Fanzines Pulps Reprints

Fanzine focus: ‘Pulp Review/High Adventure’

A long-running pulp reprint fanzine is High Adventure, published by John Gunnison and his Adventure House. At this point it has put out over 180 issues.

It also has a bit of a confusing history. It started out in 1991 as Pulp Review. At the time, it was 5.5- by 8.5-inches in size, with black & white covers. With issue #12, it went to color covers, and issues #2-11 were later reprinted with color covers in the 2000s.

With issue #24, it was re-titled High Adventure. At some point, it increased to 6- by 9-inches in size (around #18?), and I think around #55 it went to 7- by 10-inches. I think the later was due to using print-on-demand to publish them.

Frequency has for a long time been six times a year.

The quality of production has improved. In earlier issues, the stories were more like photocopies of pulps. Later ones seem to be cleaned up, and some appear to have had optical character recognition used to reset the type.

As to the content, this is varied. The earlier issues had a lot of pulp hero reprints, with a smattering of other pulp content. In more recent years, as others have stepped up with pulp heroes, the focus is less on pulp heroes, and then on those not being reprinted by others, and there has been more non-pulp hero issues with collections from various pulp magazines, often with either author or theme focused. Depending on the length of the works reprinted, there may be one novel or several shorter works in an issue; each being around 110-120 pages or so.  There has also been the occasional reprint of comic strips that ran in pulp magazines, like Sally the Sleuth.

As to pulp heroes. We have had The Black Bat (#69, 90, 96, 102, 107, 112, 117, 131, and 137), The Green Lama (#70, 75, 80, 84, 88, and 93), Ki-Gor (#7, 71, 76, 81, 86, 92, 97, 103, 111, 114, 119, and 123), The Green Ghost (#15 and 149), Jim Anthony (#2, 13, 103, 113, and 122), Wade Hammond (#8 and 16), The Phantom Detective (#52, 57, 68, 74, 79, 91, 108, 120, and 129), and others. G-8 appeared in #28, 36, and 54 before Adventure House started doing a G-8 reprint series. Dr. Yen Sin was done in #32 and 39, and Wu Fang was done in #31, 38, 42, 47, and 55 (before Altus Press reprinted the whole series), but the first stories of those series were skipped due to the prior reprints by Robert Weinberg.
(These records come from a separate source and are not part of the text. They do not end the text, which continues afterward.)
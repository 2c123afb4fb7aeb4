//! Typed graph traversal
//!
//! The engine never builds query strings: traversals are described by
//! [`EdgeSelector`] combinators (which edge relations a step may follow,
//! whether `ARG` edges are gated on validity, wildcard requirements) and
//! executed by [`Walk`] with a hop range. Reachability runs over an owned
//! visited set; path materialization keeps a per-path cycle guard and a
//! hard bound, so cyclic graphs are never an error.

use super::{Edge, EdgeId, EdgeRelation, MdgGraph, Node, NodeId, PdgRel};
use std::collections::{HashSet, VecDeque};

/// Upper bound on materialized paths per query; beyond it the walk stops
/// and logs, rather than exhausting memory on pathological graphs.
const MAX_PATHS: usize = 4096;
/// Upper bound on path length when no explicit maximum is given.
const MAX_HOPS: usize = 64;

/// How a traversal step treats `ARG` edges.
#[derive(Debug, Clone, Copy, PartialEq, Eq, Default)]
pub enum ArgPolicy {
    /// `ARG` edges are never followed.
    #[default]
    Exclude,
    /// `ARG` edges are followed only when marked valid by the propagator.
    ValidOnly,
    /// `ARG` edges are always followed.
    Any,
}

/// Admissible edges for one traversal step.
#[derive(Debug, Clone, Default)]
pub struct EdgeSelector {
    so: bool,
    nv: bool,
    dep: bool,
    ret: bool,
    taint: bool,
    arg: ArgPolicy,
    parameter: bool,
    wildcard_only: bool,
}

impl EdgeSelector {
    /// Every PDG relation, `ARG` included.
    pub fn pdg_all() -> Self {
        Self {
            so: true,
            nv: true,
            dep: true,
            ret: true,
            taint: true,
            arg: ArgPolicy::Any,
            ..Default::default()
        }
    }

    /// Every PDG relation, with `ARG` edges gated on the validity flag:
    /// the alphabet of an unbroken inter-procedural flow.
    pub fn unbroken_pdg() -> Self {
        Self {
            arg: ArgPolicy::ValidOnly,
            ..Self::pdg_all()
        }
    }

    /// `{SO, ARG, DEP}`: the alphabet of the pollution taint-path checks.
    pub fn taint_step() -> Self {
        Self {
            so: true,
            dep: true,
            arg: ArgPolicy::Any,
            ..Default::default()
        }
    }

    /// Every PDG relation except `ARG`: intra-procedural reconstruction.
    pub fn recon_step() -> Self {
        Self {
            arg: ArgPolicy::Exclude,
            ..Self::pdg_all()
        }
    }

    /// Wildcard sub-object lookups (`SO` with `IdentifierName = "*"`).
    pub fn so_wildcard() -> Self {
        Self {
            so: true,
            wildcard_only: true,
            ..Default::default()
        }
    }

    /// Wildcard new-version edges (`NV` with `IdentifierName = "*"`).
    pub fn nv_wildcard() -> Self {
        Self {
            nv: true,
            wildcard_only: true,
            ..Default::default()
        }
    }

    /// Argument bindings across call boundaries: `ARG` edges and transient
    /// `PARAMETER` shortcuts.
    pub fn call_binding() -> Self {
        Self {
            arg: ArgPolicy::Any,
            parameter: true,
            ..Default::default()
        }
    }

    /// Transient `PARAMETER` shortcut edges only.
    pub fn parameter() -> Self {
        Self {
            parameter: true,
            ..Default::default()
        }
    }

    /// Also follow transient `PARAMETER` edges.
    pub fn with_parameter_edges(mut self) -> Self {
        self.parameter = true;
        self
    }

    pub fn matches(&self, edge: &Edge) -> bool {
        if self.wildcard_only && !edge.is_wildcard() {
            return false;
        }
        match &edge.relation {
            EdgeRelation::Pdg(PdgRel::So) => self.so,
            EdgeRelation::Pdg(PdgRel::Nv) => self.nv,
            EdgeRelation::Pdg(PdgRel::Dep) => self.dep,
            EdgeRelation::Pdg(PdgRel::Ret) => self.ret,
            EdgeRelation::Pdg(PdgRel::Taint) => self.taint,
            EdgeRelation::Pdg(PdgRel::Arg(_)) => match self.arg {
                ArgPolicy::Exclude => false,
                ArgPolicy::ValidOnly => edge.valid,
                ArgPolicy::Any => true,
            },
            EdgeRelation::Parameter => self.parameter,
            _ => false,
        }
    }
}

/// A materialized traversal result: the visited nodes and the edges taken,
/// innermost first. A zero-hop path holds the start node and no edges.
#[derive(Debug, Clone)]
pub struct Path {
    pub nodes: Vec<NodeId>,
    pub edges: Vec<EdgeId>,
}

impl Path {
    pub fn end(&self) -> NodeId {
        *self.nodes.last().expect("path holds at least its start node")
    }

    pub fn hops(&self) -> usize {
        self.edges.len()
    }
}

/// A variable-length traversal: selector plus hop range.
#[derive(Debug, Clone)]
pub struct Walk {
    selector: EdgeSelector,
    min: usize,
    max: usize,
}

impl Walk {
    /// `*1..` — at least one hop.
    pub fn one_or_more(selector: EdgeSelector) -> Self {
        Self {
            selector,
            min: 1,
            max: MAX_HOPS,
        }
    }

    /// `*0..` — the start node itself is a candidate endpoint.
    pub fn zero_or_more(selector: EdgeSelector) -> Self {
        Self {
            selector,
            min: 0,
            max: MAX_HOPS,
        }
    }

    /// `*min..=max`.
    pub fn range(selector: EdgeSelector, min: usize, max: usize) -> Self {
        Self { selector, min, max }
    }

    /// Whether some node satisfying `pred` is reachable within the hop
    /// range. Cycle-safe via an owned visited set.
    pub fn reaches<F>(&self, graph: &MdgGraph, from: NodeId, pred: F) -> bool
    where
        F: Fn(&Node) -> bool,
    {
        graph.note_query();
        let mut visited: HashSet<NodeId> = HashSet::new();
        let mut stack: Vec<(NodeId, usize)> = vec![(from, 0)];
        while let Some((node, depth)) = stack.pop() {
            if !visited.insert(node) {
                continue;
            }
            if depth >= self.min && pred(graph.node(node)) {
                return true;
            }
            if depth >= self.max {
                continue;
            }
            for edge in graph.outgoing(node) {
                if self.selector.matches(edge) {
                    stack.push((edge.to, depth + 1));
                }
            }
        }
        false
    }

    /// All distinct endpoints satisfying `pred`, in first-reached order.
    pub fn targets<F>(&self, graph: &MdgGraph, from: NodeId, pred: F) -> Vec<NodeId>
    where
        F: Fn(&Node) -> bool,
    {
        graph.note_query();
        let mut visited: HashSet<NodeId> = HashSet::new();
        let mut found = Vec::new();
        let mut queue: VecDeque<(NodeId, usize)> = VecDeque::new();
        queue.push_back((from, 0));
        while let Some((node, depth)) = queue.pop_front() {
            if !visited.insert(node) {
                continue;
            }
            if depth >= self.min && pred(graph.node(node)) {
                found.push(node);
            }
            if depth >= self.max {
                continue;
            }
            for edge in graph.outgoing(node) {
                if self.selector.matches(edge) {
                    queue.push_back((edge.to, depth + 1));
                }
            }
        }
        found
    }

    /// All simple paths to endpoints satisfying `pred`, shortest first.
    /// Bounded by [`MAX_PATHS`]; the bound being hit is logged, never an
    /// error.
    pub fn paths<F>(&self, graph: &MdgGraph, from: NodeId, pred: F) -> Vec<Path>
    where
        F: Fn(&Node) -> bool,
    {
        graph.note_query();
        let mut results = Vec::new();
        let mut queue: VecDeque<Path> = VecDeque::new();
        queue.push_back(Path {
            nodes: vec![from],
            edges: Vec::new(),
        });
        while let Some(path) = queue.pop_front() {
            let tip = path.end();
            if path.hops() >= self.min && pred(graph.node(tip)) {
                results.push(path.clone());
                if results.len() >= MAX_PATHS {
                    tracing::warn!(limit = MAX_PATHS, "path enumeration truncated");
                    break;
                }
            }
            if path.hops() >= self.max {
                continue;
            }
            for edge in graph.outgoing(tip) {
                if self.selector.matches(edge) && !path.nodes.contains(&edge.to) {
                    let mut next = path.clone();
                    next.nodes.push(edge.to);
                    next.edges.push(edge.id);
                    queue.push_back(next);
                }
            }
        }
        results
    }
}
Probably the highlight was a reprint of the Purple Invasion series from Operator #5 in #18-21, 23, 25-27, 30, 35, 37, 46, 48, and 50, only recently re-reprinted by Altus Press in two volumes.
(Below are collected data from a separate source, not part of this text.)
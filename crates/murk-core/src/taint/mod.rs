//! Call-graph taint propagation
//!
//! Decides, for an arbitrary and possibly cyclic call graph, whether a
//! call argument's taint can reach a callee's sink, without re-deriving
//! the inter-procedural flow for every sink query. A build phase
//! ([`TaintPropagator::process_cg`]) marks argument edges whose callees
//! propagate taint to their return, tags taint-reached parameters as
//! exported, and builds the transposed call graph; the query phase
//! ([`TaintPropagator::confirm_vulnerability`]) resolves a single
//! parameter with memoization and an owned visited set.

pub mod callgraph;

pub use callgraph::{CallGraph, CallSite, CallerBinding, TOP_LEVEL_CONTEXT};

use crate::graph::{
    EdgeId, EdgeRelation, EdgeSelector, MdgGraph, NodeId, NodeKind, PdgRel, Walk,
};
use crate::names::param_display_name;
use std::collections::{HashMap, HashSet};

/// Owns all propagation state for one analysis run. Independent top-level
/// queries call [`TaintPropagator::reset`] to clear the memo so unrelated
/// sink searches cannot contaminate each other.
#[derive(Debug, Default)]
pub struct TaintPropagator {
    cg: CallGraph,
    /// Parameter identifier -> "its taint reaches a return/sink".
    call_info: HashMap<String, bool>,
}

impl TaintPropagator {
    /// Build phase: single-pass reachability fixpoint over the call graph
    /// in post order (callees before callers).
    pub fn process_cg(graph: &mut MdgGraph) -> Self {
        // Receiver and undefined bindings never carry external taint
        // through an unresolved target.
        let trivial: Vec<EdgeId> = graph
            .edges()
            .filter(|e| {
                matches!(
                    e.relation.as_pdg().and_then(PdgRel::arg_name),
                    Some("this") | Some("undefined")
                )
            })
            .map(|e| e.id)
            .collect();
        for edge in trivial {
            graph.edge_mut(edge).valid = true;
        }

        let cg = CallGraph::collect(graph);

        for function in cg.post_order() {
            if !Self::params_reach_return(graph, &cg, function) {
                continue;
            }
            let arg_edges: Vec<EdgeId> = cg
                .calls_into(function)
                .iter()
                .flat_map(|&call| graph.incoming(call))
                .filter(|e| matches!(e.relation, EdgeRelation::Pdg(PdgRel::Arg(_))))
                .map(|e| e.id)
                .collect();
            for edge in arg_edges {
                graph.edge_mut(edge).valid = true;
            }
        }

        // Parameters fed by a taint source need no further confirmation.
        let tainted: Vec<NodeId> = graph
            .nodes_of_kind(&NodeKind::TaintSource)
            .flat_map(|source| {
                graph.targets_where(source, |e| e.relation == EdgeRelation::Pdg(PdgRel::Taint))
            })
            .collect();
        for node in tainted {
            graph.node_mut(node).is_exported = true;
        }

        let mut propagator = Self {
            cg,
            call_info: HashMap::new(),
        };
        propagator.build_transpose(graph);
        propagator
    }

    /// Whether any parameter of `function` reaches a `PDG_RETURN` through
    /// non-`ARG`-or-valid edges.
    fn params_reach_return(graph: &MdgGraph, cg: &CallGraph, function: NodeId) -> bool {
        let walk = Walk::one_or_more(EdgeSelector::unbroken_pdg());
        cg.params(graph, function)
            .into_iter()
            .any(|param| walk.reaches(graph, param, |n| n.kind == NodeKind::PdgReturn))
    }

    /// Record, per callee parameter, the caller-side argument objects bound
    /// at each call site.
    fn build_transpose(&mut self, graph: &MdgGraph) {
        let mut bindings: Vec<(NodeId, CallerBinding)> = Vec::new();
        for caller in self.cg.callers().collect::<Vec<_>>() {
            for site in self.cg.call_sites(caller).to_vec() {
                for edge in graph.incoming(site.call) {
                    let Some(name) = edge.relation.as_pdg().and_then(PdgRel::arg_name) else {
                        continue;
                    };
                    bindings.push((
                        site.callee,
                        CallerBinding {
                            caller,
                            call: site.call,
                            callee_param: name.to_string(),
                            bound_identifier: edge.name().to_string(),
                            arg: edge.from,
                            arg_exported: graph.node(edge.from).is_exported,
                        },
                    ));
                }
            }
        }
        for (callee, binding) in bindings {
            self.cg.add_binding(callee, binding);
        }
    }

    pub fn call_graph(&self) -> &CallGraph {
        &self.cg
    }

    /// Clear the memo between independent top-level taint queries.
    pub fn reset(&mut self) {
        self.call_info.clear();
    }

    /// Whether taint can flow from some caller of `function` into `param`.
    ///
    /// Terminates on any finite call graph including self and mutual
    /// recursion: every recursive step hits the memo, hits an exported
    /// parameter, or shrinks the unvisited parameter-name frontier.
    pub fn confirm_vulnerability(
        &mut self,
        graph: &MdgGraph,
        function: NodeId,
        param: NodeId,
    ) -> bool {
        let mut visited = HashSet::new();
        self.confirm_inner(graph, function, param, &mut visited).0
    }

    /// Returns `(confirmed, cut)`; `cut` marks a result produced under a
    /// cycle cut, which must not populate the memo.
    fn confirm_inner(
        &mut self,
        graph: &MdgGraph,
        function: NodeId,
        param: NodeId,
        visited: &mut HashSet<String>,
    ) -> (bool, bool) {
        if graph.node(param).is_exported {
            return (true, false);
        }
        let key = graph.node(param).name().to_string();
        if let Some(&cached) = self.call_info.get(&key) {
            return (cached, false);
        }
        if !visited.insert(key.clone()) {
            return (false, true);
        }

        let simple = param_display_name(&key);
        let walk = Walk::zero_or_more(EdgeSelector::unbroken_pdg());
        let mut confirmed = false;
        let mut cut = false;

        let bindings: Vec<CallerBinding> = self
            .cg
            .bindings(function)
            .iter()
            .filter(|b| b.callee_param == simple || b.bound_identifier == key)
            .cloned()
            .collect();
        'search: for binding in bindings {
            if binding.arg_exported || graph.node(binding.arg).is_exported {
                confirmed = true;
                break;
            }
            for caller_param in self.cg.params(graph, binding.caller) {
                if !walk.reaches(graph, caller_param, |n| n.id == binding.arg) {
                    continue;
                }
                let (ok, was_cut) =
                    self.confirm_inner(graph, binding.caller, caller_param, visited);
                cut |= was_cut;
                if ok {
                    confirmed = true;
                    break 'search;
                }
            }
        }

        visited.remove(&key);
        // The memo is filled only once a subtree fully resolves; a false
        // produced under a cycle cut is not a resolved answer.
        if confirmed {
            self.call_info.insert(key, true);
        } else if !cut {
            self.call_info.insert(key, false);
        }
        (confirmed, cut && !confirmed)
    }
}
For authors, there have been issues focused on H. Bedford-Jones (#109, 114, 116, 121, 146, 162, and 167), F. Van Wyck Mason (#148, 164 and 169), Malcolm Wheeler-Nicholson (#115, 154, and 181), L. Patrick Green (#179 and 184), George Fielding Eliot (#182), J.D. Newsom (#183), and “Free Lances in Diplomacy” by Clarence Herbert New (#159 and 163) and more.

For themed issues, there are those focused on Planet Stories (#135, 143, and 151), Wonder Stories (#152), Ten Detective Aces (#118, 147, and 160), People’s (#145), Far East stories (#152), weird menace (#155), adventure fiction (#110, 126, and 130), westerns (#29), high seas adventures (#78), and aviation (#136 and 157).

This magazine should not be overlooked. I’ve found myself going back to older issues that I passed over as my interests have changed. Many issues are still available thanks to print-on-demand, but don’t make a mistake passing it by.  I will probably highlight individual issues in future postings.